- **YOUR OBJECTIVE**:
For the data below, give the number of lines in which "used" occurs. Include nothing besides that number.

- **THE DATA**:
****************************************

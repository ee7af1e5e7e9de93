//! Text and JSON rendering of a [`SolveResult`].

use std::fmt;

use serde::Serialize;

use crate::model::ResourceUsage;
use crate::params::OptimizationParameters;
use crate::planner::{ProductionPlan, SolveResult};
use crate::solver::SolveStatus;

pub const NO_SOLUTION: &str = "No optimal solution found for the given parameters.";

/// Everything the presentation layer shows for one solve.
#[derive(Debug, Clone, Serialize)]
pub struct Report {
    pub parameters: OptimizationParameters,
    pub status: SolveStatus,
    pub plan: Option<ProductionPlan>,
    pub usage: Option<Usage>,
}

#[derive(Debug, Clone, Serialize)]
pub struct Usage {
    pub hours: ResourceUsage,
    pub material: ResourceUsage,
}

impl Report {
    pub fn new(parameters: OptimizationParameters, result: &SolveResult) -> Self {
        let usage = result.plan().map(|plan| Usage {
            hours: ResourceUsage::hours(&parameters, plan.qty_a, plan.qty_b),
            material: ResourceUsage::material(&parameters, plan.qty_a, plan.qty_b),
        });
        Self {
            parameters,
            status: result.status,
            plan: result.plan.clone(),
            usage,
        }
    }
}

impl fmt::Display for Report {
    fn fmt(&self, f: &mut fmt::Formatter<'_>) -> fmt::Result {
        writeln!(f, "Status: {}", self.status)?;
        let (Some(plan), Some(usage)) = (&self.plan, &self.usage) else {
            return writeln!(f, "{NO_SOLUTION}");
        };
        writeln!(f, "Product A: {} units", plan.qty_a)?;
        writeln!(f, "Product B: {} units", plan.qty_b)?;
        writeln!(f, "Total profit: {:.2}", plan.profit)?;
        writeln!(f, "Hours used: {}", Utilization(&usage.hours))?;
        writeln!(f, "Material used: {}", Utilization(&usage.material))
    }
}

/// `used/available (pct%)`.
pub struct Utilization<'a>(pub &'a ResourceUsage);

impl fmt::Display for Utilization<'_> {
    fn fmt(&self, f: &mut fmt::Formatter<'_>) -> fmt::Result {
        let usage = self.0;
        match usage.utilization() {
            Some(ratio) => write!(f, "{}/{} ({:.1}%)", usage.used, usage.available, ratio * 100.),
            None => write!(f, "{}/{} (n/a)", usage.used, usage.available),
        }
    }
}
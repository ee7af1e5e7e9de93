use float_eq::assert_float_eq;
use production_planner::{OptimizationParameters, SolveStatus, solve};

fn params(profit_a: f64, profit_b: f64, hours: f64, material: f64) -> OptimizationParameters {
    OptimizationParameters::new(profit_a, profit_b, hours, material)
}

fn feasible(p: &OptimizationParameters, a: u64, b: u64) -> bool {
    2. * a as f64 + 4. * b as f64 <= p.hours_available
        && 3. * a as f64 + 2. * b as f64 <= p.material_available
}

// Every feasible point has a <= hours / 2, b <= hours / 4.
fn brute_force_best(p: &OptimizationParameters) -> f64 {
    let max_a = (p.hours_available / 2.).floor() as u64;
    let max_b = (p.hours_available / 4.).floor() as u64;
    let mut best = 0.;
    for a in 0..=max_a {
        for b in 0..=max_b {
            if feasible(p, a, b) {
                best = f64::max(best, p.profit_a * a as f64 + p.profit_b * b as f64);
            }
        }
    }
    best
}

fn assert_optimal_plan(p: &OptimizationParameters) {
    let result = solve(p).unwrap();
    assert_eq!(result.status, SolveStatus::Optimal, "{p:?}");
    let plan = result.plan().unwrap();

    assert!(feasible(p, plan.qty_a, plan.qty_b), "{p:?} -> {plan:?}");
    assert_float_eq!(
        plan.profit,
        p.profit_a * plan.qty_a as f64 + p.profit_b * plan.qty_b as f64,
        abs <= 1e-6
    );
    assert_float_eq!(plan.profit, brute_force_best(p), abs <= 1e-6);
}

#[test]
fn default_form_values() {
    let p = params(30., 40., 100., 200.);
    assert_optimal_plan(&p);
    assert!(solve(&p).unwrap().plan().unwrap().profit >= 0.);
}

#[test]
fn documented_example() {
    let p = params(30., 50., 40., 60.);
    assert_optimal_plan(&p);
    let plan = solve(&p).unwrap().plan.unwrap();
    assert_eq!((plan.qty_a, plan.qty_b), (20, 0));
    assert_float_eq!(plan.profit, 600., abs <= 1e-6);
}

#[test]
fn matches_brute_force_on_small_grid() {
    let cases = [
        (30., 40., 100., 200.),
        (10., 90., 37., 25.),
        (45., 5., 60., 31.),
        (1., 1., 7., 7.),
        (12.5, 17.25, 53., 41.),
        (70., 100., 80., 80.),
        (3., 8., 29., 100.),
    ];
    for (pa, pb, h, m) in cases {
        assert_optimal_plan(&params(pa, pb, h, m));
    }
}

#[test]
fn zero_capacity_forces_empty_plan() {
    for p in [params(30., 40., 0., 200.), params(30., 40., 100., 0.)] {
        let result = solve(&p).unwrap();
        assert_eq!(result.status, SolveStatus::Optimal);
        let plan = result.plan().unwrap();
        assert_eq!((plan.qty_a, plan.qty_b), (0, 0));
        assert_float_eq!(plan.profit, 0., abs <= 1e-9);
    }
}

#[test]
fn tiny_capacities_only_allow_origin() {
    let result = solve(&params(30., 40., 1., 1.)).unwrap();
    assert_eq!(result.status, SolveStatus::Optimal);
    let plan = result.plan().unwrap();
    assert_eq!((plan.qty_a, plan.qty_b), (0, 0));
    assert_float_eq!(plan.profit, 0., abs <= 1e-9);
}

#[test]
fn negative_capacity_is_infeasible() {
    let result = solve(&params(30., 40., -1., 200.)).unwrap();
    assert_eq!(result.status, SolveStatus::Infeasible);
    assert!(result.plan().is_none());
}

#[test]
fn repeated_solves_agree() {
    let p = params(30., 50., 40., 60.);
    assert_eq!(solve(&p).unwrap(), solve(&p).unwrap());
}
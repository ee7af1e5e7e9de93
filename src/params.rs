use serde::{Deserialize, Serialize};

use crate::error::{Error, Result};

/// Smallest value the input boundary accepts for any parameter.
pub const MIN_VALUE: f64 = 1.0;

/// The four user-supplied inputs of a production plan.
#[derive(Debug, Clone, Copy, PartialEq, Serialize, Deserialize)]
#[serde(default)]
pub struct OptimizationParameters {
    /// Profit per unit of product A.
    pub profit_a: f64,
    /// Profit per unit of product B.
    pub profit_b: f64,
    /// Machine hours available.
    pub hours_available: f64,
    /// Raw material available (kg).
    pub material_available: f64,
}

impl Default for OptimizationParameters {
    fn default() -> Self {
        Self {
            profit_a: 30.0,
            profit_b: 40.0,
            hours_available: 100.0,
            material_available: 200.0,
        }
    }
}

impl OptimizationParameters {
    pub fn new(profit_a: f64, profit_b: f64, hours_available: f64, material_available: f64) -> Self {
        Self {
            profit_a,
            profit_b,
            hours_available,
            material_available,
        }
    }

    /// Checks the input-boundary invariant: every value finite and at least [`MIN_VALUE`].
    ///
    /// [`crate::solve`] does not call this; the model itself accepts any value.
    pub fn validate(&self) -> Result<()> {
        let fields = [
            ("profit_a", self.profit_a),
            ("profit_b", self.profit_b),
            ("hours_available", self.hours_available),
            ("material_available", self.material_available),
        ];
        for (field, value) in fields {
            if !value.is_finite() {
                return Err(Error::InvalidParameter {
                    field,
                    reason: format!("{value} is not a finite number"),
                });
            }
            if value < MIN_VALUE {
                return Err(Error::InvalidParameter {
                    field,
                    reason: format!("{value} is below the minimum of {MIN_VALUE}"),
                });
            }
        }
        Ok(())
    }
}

****************************************

- **RESPONSE BOX**:
5